While art is an action, the person who performs the action is known as an artist. The word artist is a descriptive term applied to a person who performs activities that are said to be art. Artists use their art as a mean of communication. Jamaican artists have been known to portray strong feeling through their works of art. These works of art either appear in two dimensional or three dimensional forms and each form in its own way portrays some feelings, emotions or ideas. Their works of art have been known to tell stories or depict ideas and can either be a realistic piece or an abstract. For most people, the main enjoyment in art is that pieces of art seem to stir the emotions and feelings of the viewer.
Osmond Watson is considered one of Jamaica’s most prominent artists having compiled some of Jamaica’s most collectible pieces of artwork. He has excelled in both 3d and 2d art as he is both a painter and a sculptor. Osmond Watson once stated “my philosophy on art is simple- my aim is to glorify Black people through my work with the hope that it will uplift the masses of the region giving dignity and self respect where it is needed and to make people more aware of their own beauty”. This is exactly what his pieces seem to do. The combination of simplified forms, dark outlines, bold and acidic colours easily distinguish his painting. It is sometimes combined with frames that are hand-crafted and ornate, his choice of subject matter, and his wit and his idiosyncratic style confirm that Osmond Watson is a unique and significant Caribbean artist.

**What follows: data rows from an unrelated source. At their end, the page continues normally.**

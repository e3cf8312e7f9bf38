//! The resolution engine: turns a unit's raw imports into rendered
//! `deps` / `data` attributes.
//!
//! Per import: override lookup → alias translation → classification →
//! (local path walk | external/builtin handling) → type companion. Every
//! shared input is borrowed read-only, so units can be resolved in parallel.

use rayon::prelude::*;

use super::classify::{ImportClass, classify};
use super::dep_set::{DependencySet, RenderedDeps};
use super::diagnostics::{Diagnostic, DiagnosticCollector};
use super::outcome::Outcome;
use super::types::{Companion, companion_label};
use crate::base::constants::{DEFAULT_MANIFEST_LABEL, LANG, MANIFEST_FILE};
use crate::base::{ImportSpec, Label};
use crate::config::{ConfigTable, JsConfig};
use crate::error::ResolveError;
use crate::index::{FileProbe, ImportIndex, IndexMatch, OverrideTable, import_specs};
use crate::unit::BuildUnit;

/// The contract an orchestrator drives: index units, then resolve each one.
pub trait DependencyResolver {
    /// Language tag of the specs this resolver indexes and queries.
    fn lang(&self) -> &'static str;

    /// The specs under which `unit` should be indexed.
    fn imports(&self, unit: &BuildUnit) -> Vec<ImportSpec>;

    /// Recompute and replace `unit`'s dependency attributes.
    ///
    /// On error the unit's attributes are left untouched.
    fn resolve_unit(&self, unit: &mut BuildUnit) -> Result<UnitReport, ResolveError>;

    /// Resolve many units in parallel; one result per unit, in order.
    fn resolve_all(&self, units: &mut [BuildUnit]) -> Vec<Result<UnitReport, ResolveError>>
    where
        Self: Sync,
    {
        units
            .par_iter_mut()
            .map(|unit| self.resolve_unit(unit))
            .collect()
    }
}

/// Result of a successful unit resolution.
#[derive(Debug, Clone, PartialEq, Eq)]
pub struct UnitReport {
    pub unit: Label,
    pub rendered: RenderedDeps,
    /// Recoverable findings (unresolved imports).
    pub diagnostics: Vec<Diagnostic>,
}

/// Resolver for JavaScript/TypeScript units.
#[derive(Debug, Clone, Copy)]
pub struct JsResolver<'a, I, F> {
    configs: &'a ConfigTable,
    index: &'a I,
    overrides: &'a OverrideTable,
    files: &'a F,
}

impl<'a, I: ImportIndex, F: FileProbe> JsResolver<'a, I, F> {
    pub fn new(
        configs: &'a ConfigTable,
        index: &'a I,
        overrides: &'a OverrideTable,
        files: &'a F,
    ) -> Self {
        Self {
            configs,
            index,
            overrides,
            files,
        }
    }

    /// Resolve `unit` without writing its attributes.
    pub fn resolve_only(&self, unit: &BuildUnit) -> Result<UnitReport, ResolveError> {
        let config = self.configs.for_pkg(unit.pkg());
        tracing::debug!(
            "resolving {} ({} imports)",
            unit.label,
            unit.imports.len()
        );

        let mut state = UnitResolution {
            index: self.index,
            overrides: self.overrides,
            files: self.files,
            unit,
            config,
            deps: DependencySet::new(),
            diagnostics: DiagnosticCollector::new(),
        };

        if let Err(err) = state.run() {
            tracing::error!("{}", fatal_message(&unit.label, &err));
            return Err(err);
        }

        Ok(UnitReport {
            unit: unit.label.clone(),
            rendered: state.deps.render(),
            diagnostics: state.diagnostics.into_diagnostics(),
        })
    }
}

impl<I: ImportIndex, F: FileProbe> DependencyResolver for JsResolver<'_, I, F> {
    fn lang(&self) -> &'static str {
        LANG
    }

    fn imports(&self, unit: &BuildUnit) -> Vec<ImportSpec> {
        import_specs(unit, self.configs.for_pkg(unit.pkg()))
    }

    fn resolve_unit(&self, unit: &mut BuildUnit) -> Result<UnitReport, ResolveError> {
        let report = self.resolve_only(unit)?;
        report.rendered.apply(unit);
        Ok(report)
    }
}

/// Log line for a fatal error, naming the unit it aborted.
fn fatal_message(unit: &Label, err: &ResolveError) -> String {
    match err {
        // already prefixed with the unit
        ResolveError::Manifest { .. } => err.to_string(),
        _ => format!("[{unit}] {err}"),
    }
}

/// Mutable state of one unit's resolution pass.
pub(super) struct UnitResolution<'r, I, F> {
    pub(super) index: &'r I,
    pub(super) overrides: &'r OverrideTable,
    pub(super) files: &'r F,
    pub(super) unit: &'r BuildUnit,
    pub(super) config: &'r JsConfig,
    pub(super) deps: DependencySet,
    pub(super) diagnostics: DiagnosticCollector,
}

impl<I: ImportIndex, F: FileProbe> UnitResolution<'_, I, F> {
    fn run(&mut self) -> Result<(), ResolveError> {
        let manifest = self.resolve_manifest()?;

        let unit = self.unit;
        for raw in &unit.imports {
            self.resolve_import(raw, manifest.as_deref())?;
        }

        if self.unit.kind.is_test() {
            self.deps.add_test_extras(self.config);
        }
        Ok(())
    }

    /// Label for manifest references; `None` when the unit owns the manifest.
    fn resolve_manifest(&self) -> Result<Option<String>, ResolveError> {
        let from = &self.unit.label;
        match self.try_resolve(MANIFEST_FILE) {
            Outcome::Resolved(label) => Ok(Some(label.abs(&from.repo, &from.pkg).to_string())),
            Outcome::SelfReferential => Ok(None),
            Outcome::FileOnDisk(_) | Outcome::Unresolved => {
                Ok(Some(DEFAULT_MANIFEST_LABEL.to_string()))
            }
            Outcome::Ambiguous(owners) => Err(ResolveError::manifest(
                from.clone(),
                ResolveError::ambiguous(MANIFEST_FILE, owners),
            )),
            Outcome::Error(reason) => Err(ResolveError::manifest(
                from.clone(),
                ResolveError::probe(MANIFEST_FILE, reason),
            )),
        }
    }

    fn resolve_import(&mut self, raw: &str, manifest: Option<&str>) -> Result<(), ResolveError> {
        let spec = ImportSpec::new(LANG, raw);
        if let Some(outcome) = self.override_outcome(&spec) {
            tracing::trace!("[{}] import {raw} overridden: {outcome:?}", self.unit.label);
            if let Some(label) = outcome.label() {
                let label = self.render(label);
                self.deps.add_dep(label);
            }
            return Ok(());
        }

        let name = self.config.aliases.translate(raw);
        match classify(&name, self.config) {
            ImportClass::Manifest => {
                if let Some(label) = manifest {
                    self.deps.add_dep(label);
                }
            }
            ImportClass::Builtin => self.add_companion(Companion::Builtin),
            ImportClass::External(package) => {
                if package.dev {
                    self.deps.add_dep(package.label());
                } else {
                    self.deps.add_runtime(package.label());
                }
                self.add_companion(Companion::Package(&package));
            }
            ImportClass::Local => self.resolve_local(raw, &name)?,
        }
        Ok(())
    }

    fn add_companion(&mut self, companion: Companion<'_, '_>) {
        if let Some(label) = companion_label(&self.unit.kind, self.config, companion) {
            self.deps.add_dep(label);
        }
    }

    /// The override for `spec`, with self-references detected.
    fn override_outcome(&self, spec: &ImportSpec) -> Option<Outcome> {
        let from = &self.unit.label;
        let label = self.overrides.find(spec, &from.pkg)?;

        let mut label = label.abs(&from.repo, &from.pkg);
        if label.repo.is_empty() {
            label.repo = from.repo.clone();
        }
        if label == *from {
            return Some(Outcome::SelfReferential);
        }
        Some(Outcome::Resolved(label))
    }

    /// Look `target` up: override table, then build index, then disk.
    pub(super) fn try_resolve(&self, target: &str) -> Outcome {
        let spec = ImportSpec::new(LANG, target);
        if let Some(outcome) = self.override_outcome(&spec) {
            return outcome;
        }

        match self.index.find(&spec, &self.unit.label) {
            IndexMatch::Many(owners) => Outcome::Ambiguous(owners),
            IndexMatch::SelfImport => Outcome::SelfReferential,
            IndexMatch::One(label) => Outcome::Resolved(label.clone()),
            IndexMatch::None => match self.files.file_name(target) {
                Ok(Some(name)) => Outcome::FileOnDisk(name),
                Ok(None) => Outcome::Unresolved,
                Err(e) => Outcome::Error(e.to_string()),
            },
        }
    }

    /// `label` as written on the importing unit.
    pub(super) fn render(&self, label: &Label) -> String {
        let from = &self.unit.label;
        label.rel(&from.repo, &from.pkg).to_string()
    }
}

“Peace and Love” is a famous painting done by Watson. He uses the elements and principles to deliver this message. The most obvious and dominant element he uses is colour. He uses the colour blue to represent peace and this is the first notion that one gets when one first looks at this piece. A small amount of red is used throughout the piece and this supports the aspects of love, strength and power among blacks. Brown in this is also used to represent a feeling of comfort and home. In the background Watson uses blue with a hint of zigzag lines that coupled with the subject’s hair adds non-tactile texture and depth to the piece. Watson uses a Rastafarian as the subject of his piece due to the fact that Rastafarians are usually associated with meditation and peace.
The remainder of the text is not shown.